5) Constructs the string with the contents initialized with a copy of the null-terminated character string pointed to by s. The length of the string is determined by the first null character. The behavior is undefined if s does not point at an array of at least Traits::length(s)+1 elements of CharT, including the case when s is a null pointer.

This is formalised in the C++11 Standard at 21.4.2.9: https://stackoverflow.com/a/10771938/2757035

It's worth noting that GCC's libstdc++ as used by g++ does throw an exception when passed a nullptr: "what(): basic_string::_S_construct null not valid". I might infer from your mention of gdb that you're using g++ - in which case, this probably isn't your problem, unless you're using an older version than me. Still, the mere possibility should still be avoided. So, guard your initialisation as follows:

sVal{psz ? psz : ""}

Result

From this point on, due to UB, anything can happen - at any point in your program. But a common 'default behaviour' for UB is a segfault.

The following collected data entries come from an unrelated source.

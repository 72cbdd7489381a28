use std::iter::FusedIterator;

use crate::fs::path::Path;
use crate::fs::path::validity::is_separator_byte;

/// A type for bi-directional traversal of the components of a [`Path`]. See
/// [`Path::cursor_front`] and [`Path::cursor_back`] to create one.
///
/// A cursor always rests either on the first byte of a component or at the end sentinel, where
/// [`read`](Cursor::read) returns an empty string. Two cursors are equal when they rest on the same
/// offset.
///
/// ```
/// use seg_path::fs::path::Path;
///
/// let path = Path::new("/usr//lib/").unwrap();
/// let mut cursor = path.cursor_front();
/// assert_eq!(cursor.read(), "usr");
/// cursor.move_next();
/// assert_eq!(cursor.read(), "lib");
/// cursor.move_next();
/// assert!(cursor.is_end());
/// cursor.move_prev();
/// assert_eq!(cursor.read(), "lib");
/// ```
///
/// A cursor borrows its path, so the path can't be modified while the cursor is alive:
///
/// ```compile_fail
/// use seg_path::fs::path::Path;
///
/// let mut path = Path::new("a/b").unwrap();
/// let cursor = path.cursor_front();
/// path.push(&Path::new("c").unwrap());
/// assert_eq!(cursor.read(), "a");
/// ```
#[derive(Debug, Clone, Copy)]
pub struct Cursor<'a> {
    pub(crate) path: &'a str,
    pub(crate) pos: usize,
    pub(crate) current: &'a str,
}

impl<'a> Cursor<'a> {
    /// Creates a cursor at the first component starting at or after `pos`. Offsets past the end of
    /// the path are clamped to the end sentinel.
    pub(crate) fn new(path: &'a Path, pos: usize) -> Cursor<'a> {
        let path = path.as_str();
        let mut cursor = Cursor {
            path,
            pos: skip_separators(path.as_bytes(), pos.min(path.len())),
            current: "",
        };
        cursor.load();
        cursor
    }

    fn load(&mut self) {
        let end = next_separator(self.path.as_bytes(), self.pos);
        self.current = &self.path[self.pos..end];
    }

    /// The byte offset of the current component within the path.
    pub const fn pos(&self) -> usize {
        self.pos
    }

    /// The current component, or an empty string at the end sentinel.
    pub const fn read(&self) -> &'a str {
        self.current
    }

    pub const fn is_end(&self) -> bool {
        self.pos == self.path.len()
    }

    pub const fn has_current(&self) -> bool {
        !self.is_end()
    }

    /// Moves to the next component, or to the end sentinel after the last one. Does nothing at the
    /// end sentinel.
    pub fn move_next(&mut self) -> &mut Self {
        if self.has_current() {
            self.pos = skip_separators(self.path.as_bytes(), self.pos + self.current.len());
            self.load();
        }
        self
    }

    /// Moves to the previous component. From the end sentinel this is the last component. Does
    /// nothing on the first component, or if the path has none.
    pub fn move_prev(&mut self) -> &mut Self {
        if let Some(start) = prev_start(self.path.as_bytes(), self.pos) {
            self.pos = start;
            self.load();
        }
        self
    }
}

impl PartialEq for Cursor<'_> {
    fn eq(&self, other: &Self) -> bool {
        self.pos == other.pos
    }
}

impl Eq for Cursor<'_> {}

fn skip_separators(bytes: &[u8], mut pos: usize) -> usize {
    while let Some(byte) = bytes.get(pos) && is_separator_byte(*byte) {
        pos += 1;
    }
    pos
}

fn next_separator(bytes: &[u8], mut pos: usize) -> usize {
    while let Some(byte) = bytes.get(pos) && !is_separator_byte(*byte) {
        pos += 1;
    }
    pos
}

/// Finds the first byte of the component before `pos`, scanning back over the separator run and
/// then the component itself. Index 0 is checked like any other byte.
fn prev_start(bytes: &[u8], pos: usize) -> Option<usize> {
    let mut start = pos.min(bytes.len());

    while start > 0 && is_separator_byte(bytes[start - 1]) {
        start -= 1;
    }
    if start == 0 {
        None?
    }

    while start > 0 && !is_separator_byte(bytes[start - 1]) {
        start -= 1;
    }
    Some(start)
}

/// An iterator over the components of a [`Path`], from either end. Separator runs are skipped and
/// no component is ever empty.
#[derive(Debug, Clone)]
pub struct Components<'a> {
    pub(crate) front: Cursor<'a>,
    pub(crate) back: Cursor<'a>,
}

impl<'a> Iterator for Components<'a> {
    type Item = &'a str;

    fn next(&mut self) -> Option<Self::Item> {
        if self.front == self.back {
            None?
        }
        let component = self.front.read();
        self.front.move_next();
        Some(component)
    }
}

impl<'a> DoubleEndedIterator for Components<'a> {
    fn next_back(&mut self) -> Option<Self::Item> {
        if self.front == self.back {
            None?
        }
        self.back.move_prev();
        Some(self.back.read())
    }
}

impl FusedIterator for Components<'_> {}

impl<'a> IntoIterator for &'a Path {
    type Item = &'a str;

    type IntoIter = Components<'a>;

    fn into_iter(self) -> Self::IntoIter {
        self.components()
    }
}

With the constructor taking std::string, even if the invalid call to .empty() completes, isNull won't just get a 'random' value based on the uninitialised .size(): rather, because it's constructed from UB, isNull is undefined, and tests of it might be removed or inlined as some arbitrary constant, potentially leading to wrong code paths being taken, or right ones not. So although sVal gets a valid value eventually, isNull doesn't.

With the constructor taking char const *, your member std::string sVal itself will be followed everywhere by UB if the passed pointer is null. If so, isNull would be OK, but any attempts to use sVal would be undefined.

In both cases, any number of unknowable things might happen, because UB is involved. If you want to know exactly what's happened in this case, disassemble your program.

The reason for the segfault not occurring when the vector is passed by reference is nebulous and of little discursive value; in either case, you're reading or copy-constructing from MyType_t elements whose construction involved UB in one way or another.

Solution

The point is that you need to fix both of these erroneous, UB-generating pieces of code and determine whether it resolves the error. It's very likely that it will because what the first and possibly second constructor are currently doing is so UB that, in a practical sense, your program nearly guaranteed to crash somewhere.

You must now comb over your program for any such coding errors and eliminate every single one, or they will catch you out eventually, "on a long enough timeline".